The global climate crisis has a silver lining for Russia at least. Over the next two or three decades large swathes of Russia’s frozen northern regions will become warm enough to grow crops, according to the Natural Resources and Environment Minister Alexander Kozlov.
As bne IntelliNews reported, Russia’s permafrost is melting and temperatures in the Far North are rising two and half times faster than elsewhere in the world. That is bad news for the dozen cities located there since Soviet times that focus on extracting raw materials, and will cause hundreds of billions of dollars of damage, according to a series of studies, but it will also raise temperatures for farmers.
Currently the strip of land in the southern part of Russia’s border region with China is only marginally farmable and little agriculture goes on there, but within a short time this land will start to become productive.

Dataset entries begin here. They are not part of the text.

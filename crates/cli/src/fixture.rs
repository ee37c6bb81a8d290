//! Cluster fixtures replayed by the simulator

use anyhow::{Context, Result};
use serde::Deserialize;
use sim_lib::{InMemoryStore, Node, Pod};
use std::path::Path;

const DEFAULT_NAMESPACE: &str = "default";

/// Nodes and pods loaded from a JSON document
///
/// ```json
/// { "nodes": [ ... ], "pods": [ ... ] }
/// ```
#[derive(Debug, Clone, Default, Deserialize)]
pub struct Fixture {
    #[serde(default)]
    pub nodes: Vec<Node>,
    #[serde(default)]
    pub pods: Vec<Pod>,
}

impl Fixture {
    pub fn load(path: &Path) -> Result<Self> {
        let content = std::fs::read_to_string(path)
            .with_context(|| format!("Failed to read fixture {}", path.display()))?;
        let mut fixture: Fixture = serde_json::from_str(&content)
            .with_context(|| format!("Failed to parse fixture {}", path.display()))?;
        fixture.normalize();
        Ok(fixture)
    }

    /// Fill in defaults a hand-written fixture usually leaves out
    fn normalize(&mut self) {
        for node in &mut self.nodes {
            if node.status.allocatable.is_empty() {
                node.status.allocatable = node.status.capacity.clone();
            }
        }
        for pod in &mut self.pods {
            if pod.metadata.namespace.is_empty() {
                pod.metadata.namespace = DEFAULT_NAMESPACE.to_string();
            }
        }
    }

    /// Write every node and pod into the store as-is
    pub fn seed(&self, store: &InMemoryStore) {
        for node in &self.nodes {
            store.insert_node(node.clone());
        }
        for pod in &self.pods {
            store.insert_pod(pod.clone());
        }
    }
}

And the negative consequences of rising temperatures are already hitting countries further to the south; Ukraine suffered a poor harvest in 2020 due to widespread droughts, whereas Russia’s fertile “black earth” adjacent regions slightly further to the north were unaffected and had the second-biggest harvest on record, yielding 131mn tonnes of grain.
As Siberia warms it will be able to produce all the straw cereals – wheat, barley, triticale, rye, etc., but also feed corn, grain corn and even soybeans, by the end of the century. With several harvests per year. Russia’s grain potential could jump from 100-150mn tonnes of grain per year today to 1bn tpy in 2080, according to experts.
Ukraine is expecting to see its problems with the warming climate increase as temperatures continue to rise and its crop yields will be negatively affected as the problems get worse. For Russia, its agriculture can simply continue to move north.
About two thirds (60-65%) of Russia’s territory is covered by permafrost, mostly located in central and the upper right-hand corner of the country.
Currently the average temperature of the frozen ground is -3C and experts believed that this was rising by about one degree per decade, although more recently they have been alarmed as the rate of the temperature rise has doubled in pace in some regions.
In an interview with the RBC news website, Kozlov said the government needs to learn how to “manage what is currently happening” with these rapid ecological changes.
“All such regions realise what will happen to them in 20-30 years: They will cease to be a northern region and will suddenly become agricultural,” he told RBC as cited by the Moscow Times.
Russia has been criticised for dragging its heels and, as bne IntelliNews reported in the “Cost of carbon in Russia”, while it has signed off on the Paris Accords, it has set itself a low bar by promising to reduce its greenhouse gas (GHG) emission levels to those of 1990, the end of the Soviet Union, which it already almost meets, rather than those of 2005 which is the Paris Accord norm and which would mean Russia would have to make much bigger cuts.
So far, any environmental action that has been taken has been led by Russia’s biggest companies, which were spurred into action after the Norwegian state pension fund banned investments into Russian companies with bad environmental, social and governance (ESG) scores.
That has started to change more recently as the government wakes up to the dangers after a string of environmental disasters last year, and it has begun to take concrete action.
New agricultural land
Although climate change may make new land available for agriculture, it will also lead to a more “nervous climate” in which unstable weather conditions will become the norm, said Alexander Kokorin, a climate scientist from WWF Russia.
“Global warming isn’t some ‘monotonous gradual process, allowing pineapples to grow in Siberia.’ It is a combination of two or three dozen different effects,” Kokorin told the 19rus.info news website last Tuesday.
And Russia’s black earth region has not escaped entirely from the problems Ukraine is already facing, as some arable land is facing “desertification”, which experts at the Institute of Geography also link to the climate crisis.
In addition to the problems agriculture is beginning to face, the Russian government, along with all the governments in eastern Europe, has had an additional impetus to take action by the European Union (EU) “green deal” that is due to come into force next year. The EU is a major trade partner for all of the countries in Central and Eastern Europe (CEE) but from 2022 the EU plans to introduce a green duty that will be applicable to any “dirty” product that has been produced using emission-heavy inputs, especially energy. That will put a big dent in bottom lines and governments and companies are currently scrambling to re-engineer themselves to reduce the impact.
As part of these new measures the Russian government introduced its first carbon charge on the island of Sakhalin at the start of this year in a pilot scheme that prices carbon at $50 per tonne – a relatively high level compared to what carbon pricing costs have been suggested by other countries in the region – that could be rolled out across the whole country.
Putin has in the past downplayed the risks of climate change, saying that global warming might not be that bad and Russians, who can “spend less on fur coats.” But Putin has changed his tune now and highlighted the Sakhalin scheme during his participation in a climate summit organised by US President Joe Biden in April and reaffirmed Russia’s commitment to fighting climate change. The Russian president has latched on to the climate issues partly because the problems are palpable now and partly because it provides useful geopolitical leverage in Russia’s fraught relations with the West.